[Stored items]
= = = = =

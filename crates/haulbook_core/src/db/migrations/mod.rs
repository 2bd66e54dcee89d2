//! SQLite migration registry and executor.
//!
//! # Responsibility
//! - Register schema migrations for `drivers`, `vehicles` and `trips`.
//! - Apply pending migrations atomically.
//!
//! # Invariants
//! - `version` values must remain monotonic.
//! - Applied migration version is mirrored to `PRAGMA user_version`.
//! - Migrations are forward-only; there is no downgrade path.

use crate::db::{DbError, DbResult};
use log::info;
use rusqlite::Connection;

#[derive(Debug, Clone, Copy)]
struct Migration {
    version: u32,
    sql: &'static str,
}

const MIGRATIONS: &[Migration] = &[
    Migration {
        version: 1,
        sql: include_str!("0001_init.sql"),
    },
    Migration {
        version: 2,
        sql: include_str!("0002_trip_product.sql"),
    },
    Migration {
        version: 3,
        sql: include_str!("0003_vehicle_driver_unique.sql"),
    },
];

/// Returns the latest migration version known by this binary.
pub fn latest_version() -> u32 {
    MIGRATIONS.last().map_or(0, |migration| migration.version)
}

/// Applies all pending migrations on the provided connection.
pub fn apply_migrations(conn: &mut Connection) -> DbResult<()> {
    let current_version = current_user_version(conn)?;
    let latest = latest_version();

    if current_version > latest {
        return Err(DbError::UnsupportedSchemaVersion {
            db_version: current_version,
            latest_supported: latest,
        });
    }

    if current_version == latest {
        return Ok(());
    }

    let tx = conn.transaction()?;
    for migration in MIGRATIONS {
        if migration.version <= current_version {
            continue;
        }

        tx.execute_batch(migration.sql)?;
        tx.execute_batch(&format!("PRAGMA user_version = {};", migration.version))?;
    }
    tx.commit()?;

    info!(
        "event=db_migrate module=db status=ok from_version={} to_version={}",
        current_version, latest
    );
    Ok(())
}

/// Reads the schema version recorded in `PRAGMA user_version`.
pub fn current_user_version(conn: &Connection) -> DbResult<u32> {
    let version = conn.query_row("PRAGMA user_version;", [], |row| row.get::<_, u32>(0))?;
    Ok(version)
}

= = = = =

**WORK TO COMPLETE:** Retype the data in full, precisely as given.

**SOLUTION TO THE PROBLEM:**
filename crates/haulbook_core/src/db/migrations/mod.rs
repository 2bd66e54dcee89d2
//! SQLite migration registry and executor.
//!
//! # Responsibility
//! - Register schema migrations for `drivers`, `vehicles` and `trips`.
//! - Apply pending migrations atomically.
//!
//! # Invariants
//! - `version` values must remain monotonic.
//! - Applied migration version is mirrored to `PRAGMA user_version`.
//! - Migrations are forward-only; there is no downgrade path.

use crate::db::{DbError, DbResult};
use log::info;
use rusqlite::Connection;

#[derive(Debug, Clone, Copy)]
struct Migration {
    version: u32,
    sql: &'static str,
}

const MIGRATIONS: &[Migration] = &[
    Migration {
        version: 1,
        sql: include_str!("0001_init.sql"),
    },
    Migration {
        version: 2,
        sql: include_str!("0002_trip_product.sql"),
    },
    Migration {
        version: 3,
        sql: include_str!("0003_vehicle_driver_unique.sql"),
    },
];

/// Returns the latest migration version known by this binary.
pub fn latest_version() -> u32 {
    MIGRATIONS.last().map_or(0, |migration| migration.version)
}

/// Applies all pending migrations on the provided connection.
pub fn apply_migrations(conn: &mut Connection) -> DbResult<()> {
    let current_version = current_user_version(conn)?;
    let latest = latest_version();

    if current_version > latest {
        return Err(DbError::UnsupportedSchemaVersion {
            db_version: current_version,
            latest_supported: latest,
        });
    }

    if current_version == latest {
        return Ok(());
    }

    let tx = conn.transaction()?;
    for migration in MIGRATIONS {
        if migration.version <= current_version {
            continue;
        }

        tx.execute_batch(migration.sql)?;
        tx.execute_batch(&format!("PRAGMA user_version = {};", migration.version))?;
    }
    tx.commit()?;

    info!(
        "event=db_migrate module=db status=ok from_version={} to_version={}",
        current_version, latest
    );
    Ok(())
}

/// Reads the schema version recorded in `PRAGMA user_version`.
pub fn current_user_version(conn: &Connection) -> DbResult<u32> {
    let version = conn.query_row("PRAGMA user_version;", [], |row| row.get::<_, u32>(0))?;
    Ok(version)
}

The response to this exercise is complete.